Tools such as WhatsApp, Slack and Microsoft Teams are not suited for Board communications. Meanwhile Diligent and Boardpacks only provide one piece of the governance puzzle.
What are we talking about?
New communication tools, including the recently IPO’d Slack and Microsoft (MS) Teams, which are replacing email for work communications.
What’s wrong with email?
Email was never intended to be the main artery of business communication. It is widely proven to be distracting, inefficient and even demotivating.1 It is also notoriously insecure, being the number one source of data breaches – something companies are keen to lock down. Although it is now ubiquitous across business, workers have begun to expect something better.
Tell me about Slack and Microsoft Teams
In a nutshell they are secure instant messaging tools designed for work. Connecting colleagues around a centralised structure of ‘channels’ or ‘teams’, they provide real time communication that we have come to use and expect in our non-working lives via apps such as WhatsApp.
I sometimes use WhatsApp with my Board?
Many people are using WhatsApp for work but most agree it’s not an ideal long term solution for work. It’s fairly chaotic in its structure and although instant, it’s mixed in with every aspect of personal life. This means lots of distractions and short, unconsidered messages that we can send to our friends and family but probably shouldn’t to other board members or advisers. It also quickly becomes a repository of board decisions that belongs to the directors rather than the board itself.
I remember I use Boardpacks for some of my boards. How is this different?
Boardpacks, Diligent and other meeting portals serve a specific function of storing and disseminating meeting packs and other board papers. However the life of a board is increasingly happening outside of meetings, with information sharing and important decisions being made on a weekly if not daily basis. This is where use of email and WhatsApp currently kicks in.
OK makes sense, so how do I get Slack or Teams?
Very easily but unfortunately whilst Slack and MS Teams solve the problems they set out to fix, it has become clear that they also introduce their own problems.
Good communication takes intention and consideration. As with WhatsApp, Slack and MS Teams are centred on immediacy, which results in messages being short and reactive. This massively increases the effort required by participants, with an increase in the number of messages received and a decrease in overall quality of communication, which is unsuitable for boards.2
Yes I already get too much information, don’t give me even more!

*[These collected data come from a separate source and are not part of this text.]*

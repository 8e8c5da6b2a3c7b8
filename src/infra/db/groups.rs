use async_trait::async_trait;

use crate::application::repos::{CreateGroupParams, GroupsRepo, RepoError};
use crate::domain::entities::GroupRecord;

use super::{PostgresRepositories, map_sqlx_error};

#[derive(sqlx::FromRow)]
struct GroupRow {
    id: i64,
    title: String,
    slug: String,
    description: String,
}

impl From<GroupRow> for GroupRecord {
    fn from(row: GroupRow) -> Self {
        Self {
            id: row.id,
            title: row.title,
            slug: row.slug,
            description: row.description,
        }
    }
}

#[async_trait]
impl GroupsRepo for PostgresRepositories {
    async fn list_groups(&self) -> Result<Vec<GroupRecord>, RepoError> {
        let rows = sqlx::query_as::<_, GroupRow>(
            "SELECT id, title, slug, description FROM post_groups ORDER BY title, id",
        )
        .fetch_all(self.pool())
        .await
        .map_err(map_sqlx_error)?;
        Ok(rows.into_iter().map(GroupRecord::from).collect())
    }

    async fn find_group(&self, id: i64) -> Result<Option<GroupRecord>, RepoError> {
        let row = sqlx::query_as::<_, GroupRow>(
            "SELECT id, title, slug, description FROM post_groups WHERE id = $1",
        )
        .bind(id)
        .fetch_optional(self.pool())
        .await
        .map_err(map_sqlx_error)?;
        Ok(row.map(GroupRecord::from))
    }

    async fn find_group_by_slug(&self, slug: &str) -> Result<Option<GroupRecord>, RepoError> {
        let row = sqlx::query_as::<_, GroupRow>(
            "SELECT id, title, slug, description FROM post_groups WHERE slug = $1",
        )
        .bind(slug)
        .fetch_optional(self.pool())
        .await
        .map_err(map_sqlx_error)?;
        Ok(row.map(GroupRecord::from))
    }

    async fn create_group(&self, params: CreateGroupParams) -> Result<GroupRecord, RepoError> {
        let row = sqlx::query_as::<_, GroupRow>(
            "INSERT INTO post_groups (title, slug, description) VALUES ($1, $2, $3) \
             RETURNING id, title, slug, description",
        )
        .bind(params.title)
        .bind(params.slug)
        .bind(params.description)
        .fetch_one(self.pool())
        .await
        .map_err(map_sqlx_error)?;
        Ok(row.into())
    }
}
use std::sync::{Arc, OnceLock};
use std::time::Instant;

use axum::{body::Body, http::Request, middleware::Next, response::Response};
use tracing::{debug, error, warn};
use uuid::Uuid;

use crate::application::error::ErrorReport;

/// Per-request bookkeeping shared between the logging layers and handlers.
///
/// The signed-in viewer is only known once a handler resolves the session
/// cookie, so it is recorded through a shared slot rather than a plain field.
#[derive(Clone)]
pub struct RequestContext {
    pub request_id: String,
    viewer: Arc<OnceLock<i64>>,
}

impl RequestContext {
    fn new() -> Self {
        Self {
            request_id: Uuid::new_v4().to_string(),
            viewer: Arc::new(OnceLock::new()),
        }
    }

    /// Remember which user the request was served for. First write wins.
    pub fn record_viewer(&self, user_id: i64) {
        let _ = self.viewer.set(user_id);
    }

    pub fn viewer_id(&self) -> Option<i64> {
        self.viewer.get().copied()
    }
}

pub async fn set_request_context(mut request: Request<Body>, next: Next) -> Response {
    let ctx = RequestContext::new();
    request.extensions_mut().insert(ctx.clone());

    let mut response = next.run(request).await;
    response.extensions_mut().insert(ctx);
    response
}

pub async fn log_responses(request: Request<Body>, next: Next) -> Response {
    let method = request.method().clone();
    let uri = request.uri().clone();
    let start = Instant::now();
    let ctx = request.extensions().get::<RequestContext>().cloned();

    let mut response = next.run(request).await;
    let status = response.status();
    let elapsed_ms = start.elapsed().as_millis();

    let request_id = ctx
        .as_ref()
        .map(|ctx| ctx.request_id.as_str())
        .unwrap_or_default();
    // Empty for anonymous viewers and for pages served from the cache.
    let viewer_id = ctx
        .as_ref()
        .and_then(RequestContext::viewer_id)
        .map(|id| id.to_string())
        .unwrap_or_default();

    if !(status.is_client_error() || status.is_server_error()) {
        debug!(
            target = "yatube::http::response",
            status = status.as_u16(),
            method = %method,
            path = %uri.path(),
            elapsed_ms = elapsed_ms,
            request_id = request_id,
            viewer_id = %viewer_id,
            "request served",
        );
        return response;
    }

    let report = response.extensions_mut().remove::<ErrorReport>();
    let (source, messages) = match report {
        Some(report) => (report.source, report.messages),
        None => ("unknown", Vec::new()),
    };
    let detail = messages
        .first()
        .cloned()
        .unwrap_or_else(|| "no diagnostic available".to_string());

    if status.is_server_error() {
        error!(
            target = "yatube::http::response",
            status = status.as_u16(),
            method = %method,
            path = %uri.path(),
            query = uri.query().unwrap_or(""),
            elapsed_ms = elapsed_ms,
            source = source,
            detail = %detail,
            chain = ?messages,
            request_id = request_id,
            viewer_id = %viewer_id,
            "request failed",
        );
    } else {
        warn!(
            target = "yatube::http::response",
            status = status.as_u16(),
            method = %method,
            path = %uri.path(),
            query = uri.query().unwrap_or(""),
            elapsed_ms = elapsed_ms,
            source = source,
            detail = %detail,
            chain = ?messages,
            request_id = request_id,
            viewer_id = %viewer_id,
            "client request error",
        );
    }

    response
}
use async_trait::async_trait;
use time::OffsetDateTime;

use crate::application::repos::{CreateUserParams, RepoError, SessionsRepo, UsersRepo};
use crate::domain::entities::{SessionRecord, UserRecord};

use super::{PostgresRepositories, map_sqlx_error};

const USER_COLUMNS: &str =
    "u.id, u.username, u.first_name, u.last_name, u.email, u.password_hash, u.created_at";

#[derive(sqlx::FromRow)]
struct UserRow {
    id: i64,
    username: String,
    first_name: String,
    last_name: String,
    email: String,
    password_hash: String,
    created_at: OffsetDateTime,
}

impl From<UserRow> for UserRecord {
    fn from(row: UserRow) -> Self {
        Self {
            id: row.id,
            username: row.username,
            first_name: row.first_name,
            last_name: row.last_name,
            email: row.email,
            password_hash: row.password_hash,
            created_at: row.created_at,
        }
    }
}

#[async_trait]
impl UsersRepo for PostgresRepositories {
    async fn find_user(&self, id: i64) -> Result<Option<UserRecord>, RepoError> {
        let sql = format!("SELECT {USER_COLUMNS} FROM users u WHERE u.id = $1");
        let row = sqlx::query_as::<_, UserRow>(&sql)
            .bind(id)
            .fetch_optional(self.pool())
            .await
            .map_err(map_sqlx_error)?;
        Ok(row.map(UserRecord::from))
    }

    async fn find_user_by_username(
        &self,
        username: &str,
    ) -> Result<Option<UserRecord>, RepoError> {
        let sql = format!("SELECT {USER_COLUMNS} FROM users u WHERE u.username = $1");
        let row = sqlx::query_as::<_, UserRow>(&sql)
            .bind(username)
            .fetch_optional(self.pool())
            .await
            .map_err(map_sqlx_error)?;
        Ok(row.map(UserRecord::from))
    }

    async fn create_user(&self, params: CreateUserParams) -> Result<UserRecord, RepoError> {
        let row = sqlx::query_as::<_, UserRow>(
            "INSERT INTO users (username, first_name, last_name, email, password_hash) \
             VALUES ($1, $2, $3, $4, $5) \
             RETURNING id, username, first_name, last_name, email, password_hash, created_at",
        )
        .bind(params.username)
        .bind(params.first_name)
        .bind(params.last_name)
        .bind(params.email)
        .bind(params.password_hash)
        .fetch_one(self.pool())
        .await
        .map_err(map_sqlx_error)?;
        Ok(row.into())
    }
}

#[async_trait]
impl SessionsRepo for PostgresRepositories {
    async fn create_session(&self, session: SessionRecord) -> Result<(), RepoError> {
        sqlx::query(
            "INSERT INTO sessions (token_hash, user_id, created_at, expires_at) \
             VALUES ($1, $2, $3, $4)",
        )
        .bind(session.token_hash)
        .bind(session.user_id)
        .bind(session.created_at)
        .bind(session.expires_at)
        .execute(self.pool())
        .await
        .map_err(map_sqlx_error)?;
        Ok(())
    }

    async fn find_session_user(
        &self,
        token_hash: &[u8],
        now: OffsetDateTime,
    ) -> Result<Option<UserRecord>, RepoError> {
        let sql = format!(
            "SELECT {USER_COLUMNS} FROM sessions s INNER JOIN users u ON u.id = s.user_id \
             WHERE s.token_hash = $1 AND s.expires_at > $2"
        );
        let row = sqlx::query_as::<_, UserRow>(&sql)
            .bind(token_hash)
            .bind(now)
            .fetch_optional(self.pool())
            .await
            .map_err(map_sqlx_error)?;
        Ok(row.map(UserRecord::from))
    }

    async fn delete_session(&self, token_hash: &[u8]) -> Result<(), RepoError> {
        sqlx::query("DELETE FROM sessions WHERE token_hash = $1 OR expires_at <= now()")
            .bind(token_hash)
            .execute(self.pool())
            .await
            .map_err(map_sqlx_error)?;
        Ok(())
    }
}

Exactly – a board member can expect to receive over 400 emails every week across work and personal life; the average board meeting pack is now 400 pages long; they will read 150 news articles a week… There is simply too much information already. What’s required is a solution that helps remove noise and increase the headspace of board members.
But if we use it sensibly can MS Teams provide some improvement to the way we govern our board?
Certainly a small and disciplined board could benefit from MS Teams, by removing security risks associated with email and consolidating scattered board information into a single place.
However most boards, particularly those with several sub-committees, multiple external advisers and a need to collaborate with the company, will struggle to work effectively with a tool which has been designed primarily for internal rather than external collaboration.
What is the issue with internal and external collaboration?
Slack and MS Teams are utilised by teams within companies to facilitate colleague to colleague back and forth and decision making. Users tend to belong to one company and are thus fundamentally internal.
Boards by their nature are groups of independent individuals that do not belong to a single organisation or existing structure. Therefore most of the communication on a board, happens between users from several, external, organisations.
So what options do I have as a board member looking for tools to help the board?
Boards must look for tools that provide the following key features designed for effective and modern board governance:
- Improved security over emails
- Structured but asynchronous (non-instant) communication
- Simple interface designed for older users
- Ability to at least replicate, if not improve, the board’s governance structure on the platform
- Ability to easily add external users such as advisers
- Inter-organisational connections for communication across ‘Chinese walls’
We are all frustrated with email, whether we realise it or not.